**Task directions**.
Exactly the lines from the start of the data below through the line containing "let mut starts: Vec<usize> = self" must be returned, and no others.

**Extracted material**.
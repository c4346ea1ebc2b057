//! Embedded player configuration.
//!
//! Player setups are usually a JSON literal assigned inside a larger script:
//! `playerConfig = {...};`, `sources = [...]`, `jwplayer("p").setup({...})`
//! or `videojs("p", {...})`. A known key prefix locates the literal, a
//! string-aware bracket matcher cuts it out, and only that slice is parsed.

use std::ops::Range;

use regex::Regex;
use serde_json::Value;

use super::{is_non_media, ExtractionStrategy, PageContext};
use crate::error::{DafilmsError, Result};
use crate::stream::candidate::{Confidence, StreamCandidate};

/// Keys whose string value is a media URL.
const URL_KEYS: &[&str] = &["src", "file", "url", "hls", "stream", "manifest", "streamUrl"];
/// Keys whose subtree never holds playable sources.
const SKIP_KEYS: &[&str] = &["tracks", "captions", "subtitles", "images", "poster", "thumbnails"];
const LABEL_KEYS: &[&str] = &["label", "quality", "res", "height"];

pub struct PlayerConfigStrategy {
    markers: Vec<Regex>,
}

impl PlayerConfigStrategy {
    pub fn new() -> Self {
        let markers = [
            r"playerConfig\s*=\s*",
            r#"["']?\bsources["']?\s*[:=]\s*"#,
            r"\.setup\(\s*",
            r"videojs\(\s*[^,()]*,\s*",
        ]
        .iter()
        .map(|p| Regex::new(p).expect("valid regex"))
        .collect();
        Self { markers }
    }

    /// Parse every balanced literal that follows a marker, outermost first.
    ///
    /// A literal nested in one that already parsed is skipped. When an outer
    /// literal is not valid JSON (unquoted keys, trailing commas), the
    /// literals nested in it are still tried.
    fn configs(&self, script: &str) -> (Vec<Value>, Option<serde_json::Error>) {
        let mut starts: Vec<usize> = self
            .markers
            .iter()
            .flat_map(|re| re.find_iter(script).map(|m| m.end()))
            .filter(|&end| matches!(script[end..].chars().next(), Some('{' | '[')))
            .collect();
        starts.sort_unstable();
        starts.dedup();

        let mut parsed: Vec<Range<usize>> = Vec::new();
        let mut configs = Vec::new();
        let mut last_error = None;
        for start in starts {
            if parsed.iter().any(|r| r.contains(&start)) {
                continue;
            }
            let Some(literal) = extract_json_literal(&script[start..]) else { continue };
            match serde_json::from_str::<Value>(literal) {
                Ok(config) => {
                    parsed.push(start..start + literal.len());
                    configs.push(config);
                }
                Err(e) => {
                    let preview: String = literal.chars().take(80).collect();
                    tracing::debug!(error = %e, preview = %preview, "Player config block is not JSON");
                    last_error = Some(e);
                }
            }
        }
        (configs, last_error)
    }
}

impl Default for PlayerConfigStrategy {
    fn default() -> Self {
        Self::new()
    }
}

impl ExtractionStrategy for PlayerConfigStrategy {
    fn name(&self) -> &'static str {
        "player-config"
    }

    fn confidence(&self) -> Confidence {
        Confidence::Script
    }

    fn extract(&self, page: &PageContext<'_>) -> Result<Vec<StreamCandidate>> {
        let mut scripts = page.document.inline_scripts();
        if page.document.script_count() == 0 {
            // Bare JavaScript bodies have no <script> wrapper
            scripts.push(page.raw.to_string());
        }

        let mut found = Vec::new();
        let mut last_error = None;

        for script in &scripts {
            let (configs, error) = self.configs(script);
            if let Some(e) = error {
                tracing::warn!(error = %e, "Skipping invalid player config block");
                last_error = Some(DafilmsError::Parse(format!("invalid player config: {e}")));
            }
            for config in configs {
                let mut entries = Vec::new();
                collect_sources(&config, &mut entries);
                for entry in entries {
                    let Some(url) = page.absolute_url(&entry.url) else { continue };
                    if is_non_media(&url) {
                        continue;
                    }
                    found.push(
                        StreamCandidate::new(url, entry.mime.as_deref(), self.confidence(), self.name())
                            .with_label(entry.label),
                    );
                }
            }
        }

        // A broken block only matters when nothing else in the page parsed
        match last_error {
            Some(err) if found.is_empty() => Err(err),
            _ => Ok(found),
        }
    }
}

struct SourceEntry {
    url: String,
    mime: Option<String>,
    label: Option<String>,
}

/// Walk a config value collecting source entries in document order.
fn collect_sources(value: &Value, out: &mut Vec<SourceEntry>) {
    match value {
        Value::Array(items) => {
            for item in items {
                if let Value::String(s) = item {
                    out.push(SourceEntry {
                        url: s.clone(),
                        mime: None,
                        label: None,
                    });
                } else {
                    collect_sources(item, out);
                }
            }
        }
        Value::Object(map) => {
            let url = URL_KEYS
                .iter()
                .find_map(|k| map.get(*k).and_then(Value::as_str));
            if let Some(url) = url {
                let mime = map.get("type").and_then(Value::as_str).map(str::to_string);
                let label = LABEL_KEYS.iter().find_map(|k| match map.get(*k) {
                    Some(Value::String(s)) => Some(s.clone()),
                    Some(Value::Number(n)) => Some(format!("{n}p")),
                    _ => None,
                });
                out.push(SourceEntry {
                    url: url.to_string(),
                    mime,
                    label,
                });
            }
            for (key, child) in map {
                if SKIP_KEYS.contains(&key.as_str()) {
                    continue;
                }
                if matches!(child, Value::Array(_) | Value::Object(_)) {
                    collect_sources(child, out);
                }
            }
        }
        _ => {}
    }
}

/// Cut the balanced `{...}` or `[...]` literal at the start of `s`.
///
/// Quotes (double or single) and backslash escapes are honoured so brackets
/// inside strings do not count.
pub fn extract_json_literal(s: &str) -> Option<&str> {
    let first_char = s.chars().next()?;
    let (open, close) = match first_char {
        '{' => ('{', '}'),
        '[' => ('[', ']'),
        _ => return None,
    };

    let mut depth = 0usize;
    let mut quote: Option<char> = None;
    let mut escape_next = false;

    for (i, c) in s.char_indices() {
        if escape_next {
            escape_next = false;
            continue;
        }

        match (quote, c) {
            (Some(_), '\\') => escape_next = true,
            (Some(q), c) if c == q => quote = None,
            (Some(_), _) => {}
            (None, '"' | '\'') => quote = Some(c),
            (None, c) if c == open => depth += 1,
            (None, c) if c == close => {
                depth -= 1;
                if depth == 0 {
                    return Some(&s[..=i]);
                }
            }
            _ => {}
        }
    }

    None
}

#[cfg(test)]
mod tests {
    use super::*;
    use crate::stream::candidate::StreamFormat;
    use crate::stream::page::PageDocument;

    fn run(html: &str) -> Result<Vec<StreamCandidate>> {
        let document = PageDocument::parse(html);
        let page = PageContext {
            document: &document,
            raw: html,
            base_url: None,
        };
        PlayerConfigStrategy::new().extract(&page)
    }

    #[test]
    fn extracts_balanced_literals() {
        assert_eq!(extract_json_literal(r#"{"a":{"b":1}};x"#), Some(r#"{"a":{"b":1}}"#));
        assert_eq!(extract_json_literal(r#"["]",'[']"#), Some(r#"["]",'[']"#));
        assert_eq!(extract_json_literal(r#"{"a":"\"}"}"#), Some(r#"{"a":"\"}"}"#));
        assert_eq!(extract_json_literal("{unterminated"), None);
        assert_eq!(extract_json_literal("x"), None);
    }

    #[test]
    fn json_array_inside_js_object_literal() {
        let found = run(
            r#"<script>playerConfig = {autoplay: true, sources: [{"src":"https://cdn.example/a.m3u8","label":"720p"}]};</script>"#,
        )
        .unwrap();
        assert_eq!(found.len(), 1);
        assert_eq!(found[0].url, "https://cdn.example/a.m3u8");
        assert_eq!(found[0].confidence, Confidence::Script);
        assert_eq!(found[0].label.as_deref(), Some("720p"));
    }

    #[test]
    fn player_config_object() {
        let found = run(
            r#"<script>var x = 1; playerConfig = {"sources":[{"src":"https://cdn.example/stream.m3u8"}]}; init();</script>"#,
        )
        .unwrap();
        assert_eq!(found.len(), 1);
        assert_eq!(found[0].url, "https://cdn.example/stream.m3u8");
        assert_eq!(found[0].format, StreamFormat::Hls);
        assert_eq!(found[0].confidence, Confidence::Script);
    }

    #[test]
    fn sources_array_with_escaped_slashes_and_labels() {
        let found = run(
            r#"<script>
                var sources = [{"src":"https:\/\/d1.cloudfront.net\/f\/film_360p.mp4","type":"video\/mp4","label":"360p"},
                               {"src":"https:\/\/d1.cloudfront.net\/f\/film_720p.mp4","type":"video\/mp4","label":"720p"}];
                player.src(sources);
            </script>"#,
        )
        .unwrap();
        let urls: Vec<_> = found.iter().map(|c| c.url.as_str()).collect();
        assert_eq!(
            urls,
            [
                "https://d1.cloudfront.net/f/film_360p.mp4",
                "https://d1.cloudfront.net/f/film_720p.mp4"
            ]
        );
        assert_eq!(found[1].quality, Some(720));
    }

    #[test]
    fn jwplayer_setup_skips_tracks() {
        let found = run(
            r#"<script>jwplayer("p").setup({"playlist":[{"file":"https://cdn/a.m3u8","tracks":[{"file":"https://cdn/cs.vtt"}]}]});</script>"#,
        )
        .unwrap();
        assert_eq!(found.len(), 1);
        assert_eq!(found[0].url, "https://cdn/a.m3u8");
    }

    #[test]
    fn videojs_options() {
        let found = run(
            r#"<script>videojs('player', {"sources": ["https://cdn/b.m3u8"]});</script>"#,
        )
        .unwrap();
        assert_eq!(found.len(), 1);
        assert_eq!(found[0].url, "https://cdn/b.m3u8");
    }

    #[test]
    fn invalid_block_is_soft_failure() {
        let err = run(r#"<script>playerConfig = {sources: [{src: 'https://cdn/a.mp4'}]};</script>"#)
            .unwrap_err();
        assert!(matches!(err, DafilmsError::Parse(_)));
    }

    #[test]
    fn invalid_block_ignored_when_another_parses() {
        let found = run(
            r#"<script>broken = 1; playerConfig = {oops};</script>
               <script>sources = [{"file":"https://cdn/ok.mp4"}];</script>"#,
        )
        .unwrap();
        assert_eq!(found.len(), 1);
    }

    #[test]
    fn nested_marker_not_double_counted() {
        let found = run(
            r#"<script>playerConfig = {"sources":[{"src":"https://cdn/a.mp4"}]};</script>"#,
        )
        .unwrap();
        assert_eq!(found.len(), 1);
    }

    #[test]
    fn bare_script_body() {
        let found = run(r#"sources = [{"src":"https://cdn/raw.m3u8"}];"#).unwrap();
        assert_eq!(found.len(), 1);
    }

    #[test]
    fn no_config_is_empty() {
        assert!(run("<script>console.log('hi')</script>").unwrap().is_empty());
    }
}
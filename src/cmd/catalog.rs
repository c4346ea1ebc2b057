use anyhow::Result;

use dafilms::{FilmService, ListingSort, SiteClient};

use super::output::Output;

/// Listing selected on the command line.
#[derive(Debug, Clone, Copy)]
pub enum Listing {
    Sorted(ListingSort),
    Subscription,
    Purchased,
}

pub async fn cmd_list(
    service: &mut FilmService<SiteClient>,
    listing: Listing,
    limit: Option<usize>,
    out: Output,
) -> Result<()> {
    let films = match listing {
        Listing::Sorted(sort) => service.list(sort, limit).await?,
        Listing::Subscription => service.subscription(limit).await?,
        Listing::Purchased => {
            let mut films = service.purchased().await?;
            if let Some(limit) = limit {
                films.truncate(limit);
            }
            films
        }
    };
    out.films(&films)
}

pub async fn cmd_search(
    service: &mut FilmService<SiteClient>,
    query: &str,
    limit: Option<usize>,
    out: Output,
) -> Result<()> {
    let films = service.search(query, limit).await?;
    out.films(&films)
}

pub async fn cmd_details(service: &mut FilmService<SiteClient>, film_id: &str, out: Output) -> Result<()> {
    let details = service.details(film_id).await?;
    out.details(&details)
}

**Answer area**.
repository c4346ea1ebc2b057
//! Embedded player configuration.
//!
//! Player setups are usually a JSON literal assigned inside a larger script:
//! `playerConfig = {...};`, `sources = [...]`, `jwplayer("p").setup({...})`
//! or `videojs("p", {...})`. A known key prefix locates the literal, a
//! string-aware bracket matcher cuts it out, and only that slice is parsed.

use std::ops::Range;

use regex::Regex;
use serde_json::Value;

use super::{is_non_media, ExtractionStrategy, PageContext};
use crate::error::{DafilmsError, Result};
use crate::stream::candidate::{Confidence, StreamCandidate};

/// Keys whose string value is a media URL.
const URL_KEYS: &[&str] = &["src", "file", "url", "hls", "stream", "manifest", "streamUrl"];
/// Keys whose subtree never holds playable sources.
const SKIP_KEYS: &[&str] = &["tracks", "captions", "subtitles", "images", "poster", "thumbnails"];
const LABEL_KEYS: &[&str] = &["label", "quality", "res", "height"];

pub struct PlayerConfigStrategy {
    markers: Vec<Regex>,
}

impl PlayerConfigStrategy {
    pub fn new() -> Self {
        let markers = [
            r"playerConfig\s*=\s*",
            r#"["']?\bsources["']?\s*[:=]\s*"#,
            r"\.setup\(\s*",
            r"videojs\(\s*[^,()]*,\s*",
        ]
        .iter()
        .map(|p| Regex::new(p).expect("valid regex"))
        .collect();
        Self { markers }
    }

    /// Parse every balanced literal that follows a marker, outermost first.
    ///
    /// A literal nested in one that already parsed is skipped. When an outer
    /// literal is not valid JSON (unquoted keys, trailing commas), the
    /// literals nested in it are still tried.
    fn configs(&self, script: &str) -> (Vec<Value>, Option<serde_json::Error>) {
        let mut starts: Vec<usize> = self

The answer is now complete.